Your reply must consist of the data below, reproduced character for character.

==== MATERIAL TO PROCESS

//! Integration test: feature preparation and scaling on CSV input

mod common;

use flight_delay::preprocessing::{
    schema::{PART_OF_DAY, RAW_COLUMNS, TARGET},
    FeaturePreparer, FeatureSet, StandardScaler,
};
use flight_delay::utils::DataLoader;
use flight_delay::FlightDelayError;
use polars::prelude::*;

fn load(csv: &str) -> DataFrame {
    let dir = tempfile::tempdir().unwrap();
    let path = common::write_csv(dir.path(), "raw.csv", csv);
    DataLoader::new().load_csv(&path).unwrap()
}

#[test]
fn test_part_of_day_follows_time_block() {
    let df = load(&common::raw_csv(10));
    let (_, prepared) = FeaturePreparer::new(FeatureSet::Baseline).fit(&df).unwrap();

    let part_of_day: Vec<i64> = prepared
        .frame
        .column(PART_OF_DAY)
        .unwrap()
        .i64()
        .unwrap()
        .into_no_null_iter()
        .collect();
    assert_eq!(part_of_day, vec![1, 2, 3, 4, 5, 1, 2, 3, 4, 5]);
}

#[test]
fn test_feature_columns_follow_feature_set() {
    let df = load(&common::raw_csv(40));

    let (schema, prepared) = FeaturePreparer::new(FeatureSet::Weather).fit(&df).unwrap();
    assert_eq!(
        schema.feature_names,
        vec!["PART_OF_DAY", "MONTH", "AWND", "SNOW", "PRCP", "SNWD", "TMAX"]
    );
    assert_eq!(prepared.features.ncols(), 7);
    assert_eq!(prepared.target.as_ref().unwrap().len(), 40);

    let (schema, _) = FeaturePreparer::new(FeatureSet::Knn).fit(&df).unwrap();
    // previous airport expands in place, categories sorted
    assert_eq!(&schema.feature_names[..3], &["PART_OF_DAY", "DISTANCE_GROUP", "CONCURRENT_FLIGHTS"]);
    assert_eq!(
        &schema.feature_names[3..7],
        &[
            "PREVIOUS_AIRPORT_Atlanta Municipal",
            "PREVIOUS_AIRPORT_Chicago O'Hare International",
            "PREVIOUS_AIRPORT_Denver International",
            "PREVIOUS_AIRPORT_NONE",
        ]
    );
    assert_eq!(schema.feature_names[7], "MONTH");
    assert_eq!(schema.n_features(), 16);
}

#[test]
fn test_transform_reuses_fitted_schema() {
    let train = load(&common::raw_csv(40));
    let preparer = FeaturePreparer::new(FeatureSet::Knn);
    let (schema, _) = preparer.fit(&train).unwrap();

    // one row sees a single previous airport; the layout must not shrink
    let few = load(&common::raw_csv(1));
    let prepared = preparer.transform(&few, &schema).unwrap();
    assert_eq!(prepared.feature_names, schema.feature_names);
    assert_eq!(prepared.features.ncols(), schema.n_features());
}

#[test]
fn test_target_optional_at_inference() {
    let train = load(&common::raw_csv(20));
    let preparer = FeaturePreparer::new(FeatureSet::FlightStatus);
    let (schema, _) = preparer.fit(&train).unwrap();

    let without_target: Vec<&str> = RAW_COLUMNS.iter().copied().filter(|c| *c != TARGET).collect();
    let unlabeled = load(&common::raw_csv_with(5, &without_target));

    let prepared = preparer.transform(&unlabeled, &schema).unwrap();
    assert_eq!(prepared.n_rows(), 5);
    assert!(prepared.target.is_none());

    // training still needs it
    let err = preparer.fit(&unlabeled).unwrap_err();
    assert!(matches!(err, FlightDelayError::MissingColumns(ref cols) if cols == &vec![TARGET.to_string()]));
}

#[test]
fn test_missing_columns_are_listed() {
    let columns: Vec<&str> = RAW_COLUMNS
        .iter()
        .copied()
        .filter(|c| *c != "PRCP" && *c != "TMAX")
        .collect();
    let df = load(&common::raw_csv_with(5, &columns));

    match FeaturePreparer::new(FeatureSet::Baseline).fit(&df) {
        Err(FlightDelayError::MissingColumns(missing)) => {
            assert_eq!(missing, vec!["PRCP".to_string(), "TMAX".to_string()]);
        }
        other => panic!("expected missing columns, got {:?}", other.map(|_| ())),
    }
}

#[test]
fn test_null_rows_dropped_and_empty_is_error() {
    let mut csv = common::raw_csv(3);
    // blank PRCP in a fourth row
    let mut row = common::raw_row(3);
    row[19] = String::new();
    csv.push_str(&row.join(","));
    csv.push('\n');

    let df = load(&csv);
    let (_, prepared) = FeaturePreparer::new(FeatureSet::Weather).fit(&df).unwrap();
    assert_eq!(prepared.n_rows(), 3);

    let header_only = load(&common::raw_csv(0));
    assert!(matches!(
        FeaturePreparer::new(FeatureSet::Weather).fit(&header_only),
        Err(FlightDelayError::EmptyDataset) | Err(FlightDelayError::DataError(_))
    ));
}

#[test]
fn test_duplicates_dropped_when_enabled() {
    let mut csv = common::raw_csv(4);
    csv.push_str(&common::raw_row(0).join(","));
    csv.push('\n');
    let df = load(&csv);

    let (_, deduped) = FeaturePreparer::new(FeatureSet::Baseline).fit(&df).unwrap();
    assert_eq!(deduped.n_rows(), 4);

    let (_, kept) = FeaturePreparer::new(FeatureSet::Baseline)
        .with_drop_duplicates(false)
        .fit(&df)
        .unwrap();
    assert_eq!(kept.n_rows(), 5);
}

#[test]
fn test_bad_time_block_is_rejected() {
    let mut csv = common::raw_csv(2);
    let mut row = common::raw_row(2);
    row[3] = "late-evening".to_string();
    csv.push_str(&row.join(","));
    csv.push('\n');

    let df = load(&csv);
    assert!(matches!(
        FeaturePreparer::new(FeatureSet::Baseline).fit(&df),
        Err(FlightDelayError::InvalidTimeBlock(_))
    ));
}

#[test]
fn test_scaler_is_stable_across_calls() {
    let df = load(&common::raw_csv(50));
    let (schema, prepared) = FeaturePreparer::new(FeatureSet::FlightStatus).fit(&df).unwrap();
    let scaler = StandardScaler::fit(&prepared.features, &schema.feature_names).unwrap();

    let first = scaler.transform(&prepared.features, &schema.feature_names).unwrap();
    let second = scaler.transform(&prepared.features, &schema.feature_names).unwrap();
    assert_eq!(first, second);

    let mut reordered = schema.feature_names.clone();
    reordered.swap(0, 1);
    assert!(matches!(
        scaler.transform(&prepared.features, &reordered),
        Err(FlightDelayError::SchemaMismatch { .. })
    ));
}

========

• YOUR SOLUTION:
//! Integration test: feature preparation and scaling on CSV input

mod common;

use flight_delay::preprocessing::{
    schema::{PART_OF_DAY, RAW_COLUMNS, TARGET},
    FeaturePreparer, FeatureSet, StandardScaler,
};
use flight_delay::utils::DataLoader;
use flight_delay::FlightDelayError;
use polars::prelude::*;

fn load(csv: &str) -> DataFrame {
    let dir = tempfile::tempdir().unwrap();
    let path = common::write_csv(dir.path(), "raw.csv", csv);
    DataLoader::new().load_csv(&path).unwrap()
}

#[test]
fn test_part_of_day_follows_time_block() {
    let df = load(&common::raw_csv(10));
    let (_, prepared) = FeaturePreparer::new(FeatureSet::Baseline).fit(&df).unwrap();

    let part_of_day: Vec<i64> = prepared
        .frame
        .column(PART_OF_DAY)
        .unwrap()
        .i64()
        .unwrap()
        .into_no_null_iter()
        .collect();
    assert_eq!(part_of_day, vec![1, 2, 3, 4, 5, 1, 2, 3, 4, 5]);
}

#[test]
fn test_feature_columns_follow_feature_set() {
    let df = load(&common::raw_csv(40));

    let (schema, prepared) = FeaturePreparer::new(FeatureSet::Weather).fit(&df).unwrap();
    assert_eq!(
        schema.feature_names,
        vec!["PART_OF_DAY", "MONTH", "AWND", "SNOW", "PRCP", "SNWD", "TMAX"]
    );
    assert_eq!(prepared.features.ncols(), 7);
    assert_eq!(prepared.target.as_ref().unwrap().len(), 40);

    let (schema, _) = FeaturePreparer::new(FeatureSet::Knn).fit(&df).unwrap();
    // previous airport expands in place, categories sorted
    assert_eq!(&schema.feature_names[..3], &["PART_OF_DAY", "DISTANCE_GROUP", "CONCURRENT_FLIGHTS"]);
    assert_eq!(
        &schema.feature_names[3..7],
        &[
            "PREVIOUS_AIRPORT_Atlanta Municipal",
            "PREVIOUS_AIRPORT_Chicago O'Hare International",
            "PREVIOUS_AIRPORT_Denver International",
            "PREVIOUS_AIRPORT_NONE",
        ]
    );
    assert_eq!(schema.feature_names[7], "MONTH");
    assert_eq!(schema.n_features(), 16);
}

#[test]
fn test_transform_reuses_fitted_schema() {
    let train = load(&common::raw_csv(40));
    let preparer = FeaturePreparer::new(FeatureSet::Knn);
    let (schema, _) = preparer.fit(&train).unwrap();

    // one row sees a single previous airport; the layout must not shrink
    let few = load(&common::raw_csv(1));
    let prepared = preparer.transform(&few, &schema).unwrap();
    assert_eq!(prepared.feature_names, schema.feature_names);
    assert_eq!(prepared.features.ncols(), schema.n_features());
}

#[test]
fn test_target_optional_at_inference() {
    let train = load(&common::raw_csv(20));
    let preparer = FeaturePreparer::new(FeatureSet::FlightStatus);
    let (schema, _) = preparer.fit(&train).unwrap();

    let without_target: Vec<&str> = RAW_COLUMNS.iter().copied().filter(|c| *c != TARGET).collect();
    let unlabeled = load(&common::raw_csv_with(5, &without_target));

    let prepared = preparer.transform(&unlabeled, &schema).unwrap();
    assert_eq!(prepared.n_rows(), 5);
    assert!(prepared.target.is_none());

    // training still needs it
    let err = preparer.fit(&unlabeled).unwrap_err();
    assert!(matches!(err, FlightDelayError::MissingColumns(ref cols) if cols == &vec![TARGET.to_string()]));
}

#[test]
fn test_missing_columns_are_listed() {
    let columns: Vec<&str> = RAW_COLUMNS
        .iter()
        .copied()
        .filter(|c| *c != "PRCP" && *c != "TMAX")
        .collect();
    let df = load(&common::raw_csv_with(5, &columns));

    match FeaturePreparer::new(FeatureSet::Baseline).fit(&df) {
        Err(FlightDelayError::MissingColumns(missing)) => {
            assert_eq!(missing, vec!["PRCP".to_string(), "TMAX".to_string()]);
        }
        other => panic!("expected missing columns, got {:?}", other.map(|_| ())),
    }
}

#[test]
fn test_null_rows_dropped_and_empty_is_error() {
    let mut csv = common::raw_csv(3);
    // blank PRCP in a fourth row
    let mut row = common::raw_row(3);
    row[19] = String::new();
    csv.push_str(&row.join(","));
    csv.push('\n');

    let df = load(&csv);
    let (_, prepared) = FeaturePreparer::new(FeatureSet::Weather).fit(&df).unwrap();
    assert_eq!(prepared.n_rows(), 3);

    let header_only = load(&common::raw_csv(0));
    assert!(matches!(
        FeaturePreparer::new(FeatureSet::Weather).fit(&header_only),
        Err(FlightDelayError::EmptyDataset) | Err(FlightDelayError::DataError(_))
    ));
}

#[test]
fn test_duplicates_dropped_when_enabled() {
    let mut csv = common::raw_csv(4);
    csv.push_str(&common::raw_row(0).join(","));
    csv.push('\n');
    let df = load(&csv);

    let (_, deduped) = FeaturePreparer::new(FeatureSet::Baseline).fit(&df).unwrap();
    assert_eq!(deduped.n_rows(), 4);

    let (_, kept) = FeaturePreparer::new(FeatureSet::Baseline)
        .with_drop_duplicates(false)
        .fit(&df)
        .unwrap();
    assert_eq!(kept.n_rows(), 5);
}

#[test]
fn test_bad_time_block_is_rejected() {
    let mut csv = common::raw_csv(2);
    let mut row = common::raw_row(2);
    row[3] = "late-evening".to_string();
    csv.push_str(&row.join(","));
    csv.push('\n');

    let df = load(&csv);
    assert!(matches!(
        FeaturePreparer::new(FeatureSet::Baseline).fit(&df),
        Err(FlightDelayError::InvalidTimeBlock(_))
    ));
}

#[test]
fn test_scaler_is_stable_across_calls() {
    let df = load(&common::raw_csv(50));
    let (schema, prepared) = FeaturePreparer::new(FeatureSet::FlightStatus).fit(&df).unwrap();
    let scaler = StandardScaler::fit(&prepared.features, &schema.feature_names).unwrap();

    let first = scaler.transform(&prepared.features, &schema.feature_names).unwrap();
    let second = scaler.transform(&prepared.features, &schema.feature_names).unwrap();
    assert_eq!(first, second);

    let mut reordered = schema.feature_names.clone();
    reordered.swap(0, 1);
    assert!(matches!(
        scaler.transform(&prepared.features, &reordered),
        Err(FlightDelayError::SchemaMismatch { .. })
    ));
}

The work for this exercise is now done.